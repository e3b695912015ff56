//! Cron-driven trigger for ingestion runs.

use crate::processing::{IngestionOrchestrator, RunError};
use chrono::{DateTime, Utc};
use cron::Schedule;
use std::future::Future;
use std::str::FromStr;
use std::sync::Arc;
use std::time::Duration;
use thiserror::Error;

/// Errors raised while building a scheduler.
#[derive(Debug, Error)]
pub enum SchedulerError {
    /// The cron expression could not be parsed.
    #[error("Invalid schedule expression '{expression}': {reason}")]
    InvalidExpression {
        /// Expression as supplied by the operator.
        expression: String,
        /// Parser diagnostic.
        reason: String,
    },
}

/// Fires [`IngestionOrchestrator::run`] on a cron cadence.
///
/// Each tick runs on its own task so the cadence does not drift with run duration; when a run
/// outlasts the interval the orchestrator's single-flight guard turns the next tick away.
pub struct Scheduler {
    expression: String,
    schedule: Schedule,
    orchestrator: Arc<IngestionOrchestrator>,
}

impl Scheduler {
    /// Parse `expression` and bind it to the orchestrator.
    ///
    /// Classic five-field crontab expressions are accepted and run at second zero.
    pub fn new(
        expression: &str,
        orchestrator: Arc<IngestionOrchestrator>,
    ) -> Result<Self, SchedulerError> {
        let expression = normalize_expression(expression);
        let schedule =
            Schedule::from_str(&expression).map_err(|error| SchedulerError::InvalidExpression {
                expression: expression.clone(),
                reason: error.to_string(),
            })?;

        Ok(Self {
            expression,
            schedule,
            orchestrator,
        })
    }

    /// Normalized cron expression in use.
    pub fn expression(&self) -> &str {
        &self.expression
    }

    /// First fire time strictly after `after`.
    pub fn next_fire_after(&self, after: DateTime<Utc>) -> Option<DateTime<Utc>> {
        self.schedule.after(&after).next()
    }

    /// Fire on schedule until `shutdown` resolves.
    pub async fn run_until<F>(&self, shutdown: F)
    where
        F: Future<Output = ()>,
    {
        tokio::pin!(shutdown);
        tracing::info!(schedule = %self.expression, "Scheduler started");

        loop {
            let now = Utc::now();
            let Some(next) = self.next_fire_after(now) else {
                tracing::warn!(schedule = %self.expression, "Schedule has no upcoming fire times");
                shutdown.await;
                return;
            };
            let wait = (next - now).to_std().unwrap_or(Duration::ZERO);
            tracing::info!(next_run = %next.to_rfc3339(), "Next ingestion run scheduled");

            tokio::select! {
                _ = &mut shutdown => {
                    tracing::info!("Scheduler stopping");
                    return;
                }
                _ = tokio::time::sleep(wait) => {}
            }

            let orchestrator = Arc::clone(&self.orchestrator);
            tokio::spawn(async move { fire(&orchestrator).await });
        }
    }
}

/// Run one scheduled ingestion and log its outcome.
pub async fn fire(orchestrator: &IngestionOrchestrator) {
    match orchestrator.run().await {
        Ok(report) => tracing::info!(
            listed = report.documents_listed,
            upserted = report.records_upserted.len(),
            skipped = report.skipped.len(),
            "Scheduled ingestion run finished"
        ),
        Err(RunError::AlreadyRunning) => {
            tracing::warn!("Previous ingestion run still in progress; skipping this tick")
        }
    }
}

fn normalize_expression(expression: &str) -> String {
    let trimmed = expression.split_whitespace().collect::<Vec<_>>();
    if trimmed.len() == 5 {
        format!("0 {}", trimmed.join(" "))
    } else {
        trimmed.join(" ")
    }
}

§ **TASK ITEM**
Reproduce the records in full, exactly as written.

§ **RESULT**
repository e3b695912015ff56
//! Cron-driven trigger for ingestion runs.

use crate::processing::{IngestionOrchestrator, RunError};
use chrono::{DateTime, Utc};
use cron::Schedule;
use std::future::Future;
use std::str::FromStr;
use std::sync::Arc;
use std::time::Duration;
use thiserror::Error;

/// Errors raised while building a scheduler.
#[derive(Debug, Error)]
pub enum SchedulerError {
    /// The cron expression could not be parsed.
    #[error("Invalid schedule expression '{expression}': {reason}")]
    InvalidExpression {
        /// Expression as supplied by the operator.
        expression: String,
        /// Parser diagnostic.
        reason: String,
    },
}

/// Fires [`IngestionOrchestrator::run`] on a cron cadence.
///
/// Each tick runs on its own task so the cadence does not drift with run duration; when a run
/// outlasts the interval the orchestrator's single-flight guard turns the next tick away.
pub struct Scheduler {
    expression: String,
    schedule: Schedule,
    orchestrator: Arc<IngestionOrchestrator>,
}

impl Scheduler {
    /// Parse `expression` and bind it to the orchestrator.
    ///
    /// Classic five-field crontab expressions are accepted and run at second zero.
    pub fn new(
        expression: &str,
        orchestrator: Arc<IngestionOrchestrator>,
    ) -> Result<Self, SchedulerError> {
        let expression = normalize_expression(expression);
        let schedule =
            Schedule::from_str(&expression).map_err(|error| SchedulerError::InvalidExpression {
                expression: expression.clone(),
                reason: error.to_string(),
            })?;

        Ok(Self {
            expression,
            schedule,
            orchestrator,
        })
    }

    /// Normalized cron expression in use.
    pub fn expression(&self) -> &str {
        &self.expression
    }

    /// First fire time strictly after `after`.
    pub fn next_fire_after(&self, after: DateTime<Utc>) -> Option<DateTime<Utc>> {
        self.schedule.after(&after).next()
    }

    /// Fire on schedule until `shutdown` resolves.
    pub async fn run_until<F>(&self, shutdown: F)
    where
        F: Future<Output = ()>,
    {
        tokio::pin!(shutdown);
        tracing::info!(schedule = %self.expression, "Scheduler started");

        loop {
            let now = Utc::now();
            let Some(next) = self.next_fire_after(now) else {
                tracing::warn!(schedule = %self.expression, "Schedule has no upcoming fire times");
                shutdown.await;
                return;
            };
            let wait = (next - now).to_std().unwrap_or(Duration::ZERO);
            tracing::info!(next_run = %next.to_rfc3339(), "Next ingestion run scheduled");

            tokio::select! {
                _ = &mut shutdown => {
                    tracing::info!("Scheduler stopping");
                    return;
                }
                _ = tokio::time::sleep(wait) => {}
            }

            let orchestrator = Arc::clone(&self.orchestrator);
            tokio::spawn(async move { fire(&orchestrator).await });
        }
    }
}

/// Run one scheduled ingestion and log its outcome.
pub async fn fire(orchestrator: &IngestionOrchestrator) {
    match orchestrator.run().await {
        Ok(report) => tracing::info!(
            listed = report.documents_listed,
            upserted = report.records_upserted.len(),
            skipped = report.skipped.len(),
            "Scheduled ingestion run finished"
        ),
        Err(RunError::AlreadyRunning) => {
            tracing::warn!("Previous ingestion run still in progress; skipping this tick")
        }
    }
}

fn normalize_expression(expression: &str) -> String {
    let trimmed = expression.split_whitespace().collect::<Vec<_>>();
    if trimmed.len() == 5 {
        format!("0 {}", trimmed.join(" "))
    } else {
        trimmed.join(" ")
    }
}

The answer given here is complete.